As part of the federal COVID-19 Economic Relief Act (CARES), states were provided funding that was to be allocated to school districts in order to reduce the impact of COVID-19. The funds provided to schools, Elementary and Secondary School Emergency Relief (ERSSERF), are distributed by the Department of Education using the unit count system just as other state funding is distributed.
“We have currently received two allocations so far, ESSERF I and ESSERF II, and there is a third allocation we are anticipating in the spring that is in the planning stages right now,” Sara Croce, Chief Financial Officer, said. “The district received just over $1.4 million in ESSERF I. We had to provide a plan to DOE outlining what our focus for those funds would be. At that time, our main focus was making sure we had the technology to support remote learning in our buildings as well as in homes for our students. We also wanted to provide support during a long-term closure to provide community meal service, support our child nutrition program, implement activities that support summer learning and manage academic learning loss.”
Croce explained that the district wrote into the grant methods to provide resources related to each school and the unique ways they were getting information back and forth to students. The grant also included data on the resources it took to complete those tasks. There was also information on preparedness and response, including sanitation supplies necessary to keep the classrooms clean as well as PPP for teachers and students. Croce stated that the funds received from ESSERF I were mostly depleted as of the end of May.
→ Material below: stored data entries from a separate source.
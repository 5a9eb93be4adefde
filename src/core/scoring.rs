use crate::core::categories::TrekCategories;
use crate::core::filters::{matches_interest, TrekProfile};
use crate::models::{AgeGroup, Experience, FitnessLevel, HealthIssue, PreferenceSet, Trek, TrekType};

/// Penalty for a critical condition on a trek that is not easy or moderate
const CRITICAL_HEALTH_PENALTY: i32 = 10;
/// Penalty per health condition beyond the first
const EXTRA_CONDITION_PENALTY: i32 = 3;
/// Points for a trek matching at least one trek-type interest
const INTEREST_POINTS: i32 = 25;
/// Bonus per additional matching trek-type interest
const EXTRA_INTEREST_BONUS: i32 = 5;

/// Outcome of scoring one trek
#[derive(Debug, Clone, PartialEq, Eq)]
pub struct ScoreBreakdown {
    /// Suitability in 0..=100
    pub score: u8,
    /// The reason shown to the user
    pub reason: String,
    /// All reasons in evaluation order; never empty
    pub reasons: Vec<String>,
}

/// Running total and reasons collected across the scoring dimensions
#[derive(Debug, Default)]
struct Tally {
    points: i32,
    reasons: Vec<String>,
}

impl Tally {
    fn add(&mut self, points: i32) {
        self.points += points;
    }

    fn add_with_reason(&mut self, points: i32, reason: &str) {
        self.points += points;
        self.reasons.push(reason.to_string());
    }

    fn note(&mut self, reason: impl Into<String>) {
        self.reasons.push(reason.into());
    }
}

/// Calculate a suitability score (0-100) for a trek against user preferences
///
/// The score adds up five independent dimensions, evaluated in order:
///
/// | dimension  | typical range |
/// |------------|---------------|
/// | age group  | 0-30          |
/// | health     | 0-20, minus penalties |
/// | fitness    | 0-25          |
/// | experience | 0-25          |
/// | interests  | 0-25 plus 5 per extra matching interest |
///
/// The health penalty is taken off the running total right after the health
/// dimension, floored at zero. The final sum is capped at 100.
///
/// Only the first reason produced is surfaced as `reason`; if no dimension
/// produced one, a default is picked from the final score.
pub fn calculate_match_score(
    trek: &Trek,
    preferences: &PreferenceSet,
    categories: &TrekCategories,
) -> ScoreBreakdown {
    let profile = TrekProfile::classify(trek, categories);
    let mut tally = Tally::default();

    score_age(preferences.age_group, &profile, &mut tally);

    let penalty = score_health(&preferences.health_issues, &profile, &mut tally);
    tally.points = (tally.points - penalty).max(0);

    score_fitness(preferences.fitness_level, &profile, &mut tally);
    score_experience(preferences.experience, &profile, &mut tally);
    score_interests(&preferences.trek_type_interests, &profile, &mut tally);

    let score = tally.points.clamp(0, 100) as u8;
    let mut reasons = tally.reasons;
    if reasons.is_empty() {
        reasons.push(default_reason(score).to_string());
    }
    let reason = reasons.first().cloned().unwrap_or_default();

    ScoreBreakdown {
        score,
        reason,
        reasons,
    }
}

#[inline]
fn score_age(age_group: AgeGroup, profile: &TrekProfile, tally: &mut Tally) {
    match age_group {
        AgeGroup::Under18 => {
            if profile.is_gentle() {
                tally.add_with_reason(25, "Perfect for young adventurers!");
            } else if profile.is_moderate_tier() {
                tally.add(15);
            }
        }
        AgeGroup::From18To40 => {
            tally.add(20);
            if profile.adventure {
                tally.add_with_reason(10, "Great adventure for your age group!");
            }
        }
        AgeGroup::From41To60 => {
            if profile.is_easy_or_moderate_tier() {
                tally.add_with_reason(20, "Well-suited for your experience level!");
            } else if profile.is_hard_tier() {
                tally.add(5);
            }
        }
        AgeGroup::Over60 => {
            if profile.is_gentle() {
                tally.add_with_reason(25, "Gentle trek with beautiful views!");
            } else {
                tally.add(5);
            }
        }
    }
}

/// Score the health dimension and return the penalty still to be applied
///
/// "none" wins outright whenever it is present. Otherwise critical
/// conditions take precedence over moderate ones for the points awarded.
fn score_health(issues: &[HealthIssue], profile: &TrekProfile, tally: &mut Tally) -> i32 {
    if issues.is_empty() {
        return 0;
    }
    if issues.contains(&HealthIssue::NoneDeclared) {
        tally.add(20);
        return 0;
    }

    let has = |issue: HealthIssue| issues.contains(&issue);
    let mut penalty = 0;

    if issues.iter().any(|issue| issue.is_critical()) {
        if profile.is_gentle() {
            tally.add(15);
            if has(HealthIssue::AsthmaBreathing) {
                tally.note("Easy trek suitable for breathing conditions");
            }
            if has(HealthIssue::HeartBp) {
                tally.note("Low-intensity trek for heart health");
            }
            if has(HealthIssue::SurgeryInjury) {
                tally.note("Gentle trek for recovery phase");
            }
        } else if profile.is_moderate_tier() {
            tally.add_with_reason(8, "Moderate trek - medical clearance recommended");
        } else {
            penalty += CRITICAL_HEALTH_PENALTY;
        }
    } else if issues.iter().any(|issue| issue.is_moderate()) {
        if profile.is_gentle() {
            tally.add(18);
            if has(HealthIssue::Diabetes) {
                tally.note("Manageable trek for diabetes management");
            }
            if has(HealthIssue::JointKnee) {
                tally.note("Easy on joints with minimal climbing");
            }
        } else if profile.is_moderate_tier() {
            tally.add(12);
            if has(HealthIssue::Diabetes) {
                tally.note("Carry glucose supplies for monitoring");
            }
            if has(HealthIssue::JointKnee) && profile.waterfall {
                tally.note("Rewarding destination worth the moderate effort");
            }
        } else {
            tally.add(5);
        }
    }

    if issues.len() > 1 {
        penalty += (issues.len() as i32 - 1) * EXTRA_CONDITION_PENALTY;
        tally.note("Multiple health considerations addressed");
    }

    penalty
}

#[inline]
fn score_fitness(fitness: FitnessLevel, profile: &TrekProfile, tally: &mut Tally) {
    match fitness {
        FitnessLevel::Low => {
            if profile.is_gentle() {
                tally.add_with_reason(25, "Perfect for building your trekking confidence!");
            } else if profile.is_moderate_tier() {
                tally.add(10);
            }
        }
        FitnessLevel::Medium => {
            if profile.is_easy_or_moderate_tier() {
                tally.add(20);
            } else if profile.is_hard_tier() {
                tally.add(10);
            }
        }
        FitnessLevel::High => {
            tally.add(15);
            if profile.adventure || profile.is_hard_tier() {
                tally.add_with_reason(10, "Challenging trek to test your limits!");
            }
        }
    }
}

#[inline]
fn score_experience(experience: Experience, profile: &TrekProfile, tally: &mut Tally) {
    match experience {
        Experience::FirstTime => {
            if profile.is_gentle() {
                tally.add_with_reason(25, "Ideal first trek with great memories!");
            } else if profile.is_moderate_tier() {
                tally.add(15);
            }
        }
        Experience::FewTreks => {
            if profile.is_easy_or_moderate_tier() {
                tally.add(20);
            } else if profile.is_hard_tier() {
                tally.add(15);
            }
        }
        Experience::Experienced => {
            tally.add(15);
            if profile.adventure {
                tally.add_with_reason(10, "Advanced trek for seasoned trekkers!");
            }
        }
    }
}

/// Interests never stack: the best match counts once, and every further
/// matching interest only adds a small bonus.
fn score_interests(interests: &[TrekType], profile: &TrekProfile, tally: &mut Tally) {
    let matching: Vec<TrekType> = interests
        .iter()
        .copied()
        .filter(|interest| matches_interest(profile, *interest))
        .collect();

    for interest in &matching {
        tally.note(interest_reason(*interest));
    }

    if matching.is_empty() {
        return;
    }

    tally.add(INTEREST_POINTS);
    if matching.len() > 1 {
        tally.add((matching.len() as i32 - 1) * EXTRA_INTEREST_BONUS);
        tally.note(format!("Matches {} of your preferences!", matching.len()));
    }
}

fn interest_reason(interest: TrekType) -> &'static str {
    match interest {
        TrekType::EasyShort => "Short and sweet adventure!",
        TrekType::ScenicWaterfall => "Stunning scenery and natural beauty!",
        TrekType::FortHistory => "Rich history and heritage site!",
        TrekType::AdventureLong => "Epic adventure and challenge!",
    }
}

/// Reason used when no dimension produced one
pub fn default_reason(score: u8) -> &'static str {
    if score >= 70 {
        "Great match for your preferences!"
    } else if score >= 50 {
        "Good option to consider!"
    } else {
        "Moderate match for your profile."
    }
}

#[cfg(test)]
mod tests {
    use super::*;

    fn prefs(
        age_group: AgeGroup,
        health_issues: Vec<HealthIssue>,
        fitness_level: FitnessLevel,
        experience: Experience,
        trek_type_interests: Vec<TrekType>,
    ) -> PreferenceSet {
        PreferenceSet {
            age_group,
            health_issues,
            fitness_level,
            experience,
            trek_type_interests,
        }
    }

    fn score(trek: &Trek, preferences: &PreferenceSet) -> ScoreBreakdown {
        calculate_match_score(trek, preferences, &TrekCategories::default())
    }

    #[test]
    fn test_karnala_for_senior_beginner() {
        let trek = Trek::new("Karnala Fort", Some("Easy"));
        let preferences = prefs(
            AgeGroup::Over60,
            vec![HealthIssue::NoneDeclared],
            FitnessLevel::Low,
            Experience::FirstTime,
            vec![TrekType::EasyShort],
        );

        let result = score(&trek, &preferences);
        assert_eq!(result.score, 100);
        assert_eq!(result.reason, "Gentle trek with beautiful views!");
    }

    #[test]
    fn test_karnala_with_heart_and_diabetes() {
        let trek = Trek::new("Karnala Fort", Some("Easy"));
        let preferences = prefs(
            AgeGroup::From18To40,
            vec![HealthIssue::HeartBp, HealthIssue::Diabetes],
            FitnessLevel::High,
            Experience::Experienced,
            vec![TrekType::AdventureLong],
        );

        let result = score(&trek, &preferences);
        // 20 + 15 - 3 + 15 + 15 + 0
        assert_eq!(result.score, 62);
        assert_eq!(result.reason, "Low-intensity trek for heart health");
        assert!(result
            .reasons
            .contains(&"Multiple health considerations addressed".to_string()));
        assert!(!result
            .reasons
            .contains(&"Manageable trek for diabetes management".to_string()));
    }

    #[test]
    fn test_none_overrides_other_conditions() {
        let trek = Trek::new("Torna Fort", Some("Hard"));
        let with_none = prefs(
            AgeGroup::From18To40,
            vec![HealthIssue::HeartBp, HealthIssue::NoneDeclared],
            FitnessLevel::Medium,
            Experience::FewTreks,
            vec![],
        );
        let without_health = PreferenceSet {
            health_issues: vec![],
            ..with_none.clone()
        };

        let a = score(&trek, &with_none);
        let b = score(&trek, &without_health);
        assert_eq!(a.score, b.score + 20);
    }

    #[test]
    fn test_critical_condition_on_hard_trek_is_penalised() {
        let trek = Trek::new("Torna Fort", Some("Hard"));
        let preferences = prefs(
            AgeGroup::From41To60,
            vec![HealthIssue::AsthmaBreathing],
            FitnessLevel::Medium,
            Experience::FewTreks,
            vec![],
        );

        // age 5, health 0 - 10 floored to 0, fitness 10, experience 15
        let result = score(&trek, &preferences);
        assert_eq!(result.score, 25);
        assert_eq!(result.reason, "Moderate match for your profile.");
    }

    #[test]
    fn test_moderate_condition_on_waterfall() {
        let trek = Trek::new("Kalu Waterfall", Some("Moderate"));
        let preferences = prefs(
            AgeGroup::Under18,
            vec![HealthIssue::JointKnee],
            FitnessLevel::Medium,
            Experience::FewTreks,
            vec![],
        );

        // age 15, health 12, fitness 20, experience 20
        let result = score(&trek, &preferences);
        assert_eq!(result.score, 67);
        assert_eq!(result.reason, "Rewarding destination worth the moderate effort");
    }

    #[test]
    fn test_multiple_interests_add_small_bonus() {
        let trek = Trek::new("Harishchandragad Fort", Some("Hard"));
        let single = prefs(
            AgeGroup::From18To40,
            vec![],
            FitnessLevel::Medium,
            Experience::FewTreks,
            vec![TrekType::FortHistory],
        );
        let double = PreferenceSet {
            trek_type_interests: vec![TrekType::FortHistory, TrekType::AdventureLong],
            ..single.clone()
        };

        let a = score(&trek, &single);
        let b = score(&trek, &double);
        assert_eq!(b.score, a.score + 5);
        assert!(b.reasons.contains(&"Matches 2 of your preferences!".to_string()));
    }

    #[test]
    fn test_default_reason_bands() {
        assert_eq!(default_reason(70), "Great match for your preferences!");
        assert_eq!(default_reason(69), "Good option to consider!");
        assert_eq!(default_reason(50), "Good option to consider!");
        assert_eq!(default_reason(49), "Moderate match for your profile.");
    }

    #[test]
    fn test_no_reason_uses_default() {
        let trek = Trek::new("Rajgad Fort", Some("Moderate"));
        let preferences = prefs(
            AgeGroup::Under18,
            vec![],
            FitnessLevel::Medium,
            Experience::FewTreks,
            vec![],
        );

        // 15 + 20 + 20
        let result = score(&trek, &preferences);
        assert_eq!(result.score, 55);
        assert_eq!(result.reason, "Good option to consider!");
        assert_eq!(result.reasons, vec!["Good option to consider!".to_string()]);
    }
}
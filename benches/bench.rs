// Criterion benchmarks for Trek Match

use criterion::{black_box, criterion_group, criterion_main, BenchmarkId, Criterion};
use trek_match::core::{calculate_match_score, Matcher, TrekCategories};
use trek_match::models::{
    AgeGroup, Experience, FitnessLevel, HealthIssue, PreferenceSet, Trek, TrekType,
};

const DIFFICULTIES: [&str; 4] = ["Easy", "Moderate", "Hard", "Easy–Moderate"];

fn create_catalog(size: usize) -> Vec<Trek> {
    (0..size)
        .map(|i| Trek::new(format!("Trek {}", i), Some(DIFFICULTIES[i % DIFFICULTIES.len()])))
        .collect()
}

fn create_preferences() -> PreferenceSet {
    PreferenceSet {
        age_group: AgeGroup::From41To60,
        health_issues: vec![HealthIssue::Diabetes, HealthIssue::JointKnee],
        fitness_level: FitnessLevel::Medium,
        experience: Experience::FewTreks,
        trek_type_interests: vec![TrekType::ScenicWaterfall, TrekType::FortHistory],
    }
}

fn bench_score_single(c: &mut Criterion) {
    let categories = TrekCategories::default();
    let trek = Trek::new("Harishchandragad Fort", Some("Hard"));
    let preferences = create_preferences();

    c.bench_function("score_single_trek", |b| {
        b.iter(|| {
            calculate_match_score(
                black_box(&trek),
                black_box(&preferences),
                black_box(&categories),
            )
        });
    });
}

fn bench_rank(c: &mut Criterion) {
    let matcher = Matcher::with_default_tables();
    let preferences = create_preferences();
    let mut group = c.benchmark_group("rank_catalog");

    for size in [28, 100, 1000] {
        let catalog = create_catalog(size);
        group.bench_with_input(BenchmarkId::from_parameter(size), &catalog, |b, catalog| {
            b.iter(|| matcher.rank(black_box(catalog), black_box(&preferences)));
        });
    }

    group.finish();
}

criterion_group!(benches, bench_score_single, bench_rank);
criterion_main!(benches);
“In ESSERF II, we received just over $5.8 million,” Croce said. “The focus area for ESSERF II shifted a little as the federal government allowed for the funding to be used for things related to student health as well as to improve indoor air quality for our staff inside the buildings. We have some major projects coming up for these funds, including HVAC repairs and upgrades to be sure air quality is improved throughout all of our schools, mainly at the high school and Banneker.”
In addition, the grant provides funding for educational technology, support during the long-term closures including community meal service, addressing learning loss with summer learning and supplemental academic programming, as well as sanitation supplies and PPE.
“We are also using it to address learning through our summer and extra learning,” Croce said. “We’ve done after school tutoring and have a fairly robust summer program this year, including transportation for students.”
The remaining allocation that will be issued in the spring is still in the planning stages, according to Croce. The state received over $410 million from the American Rescue Plan, also known as ASRP III.
“Our preliminary allocation is just over $13 million, and 20 percent of the grant must cover learning loss,” Croce said. “So, we will have to come up with a plan that specifically addresses loss of academic opportunity for our students. The proposal also requires districts to post, online, their safe return to in-person instruction. There have been several changes in the protocols, and we are working on getting all that posted. We will need to get that posted soon after we receive the funding.”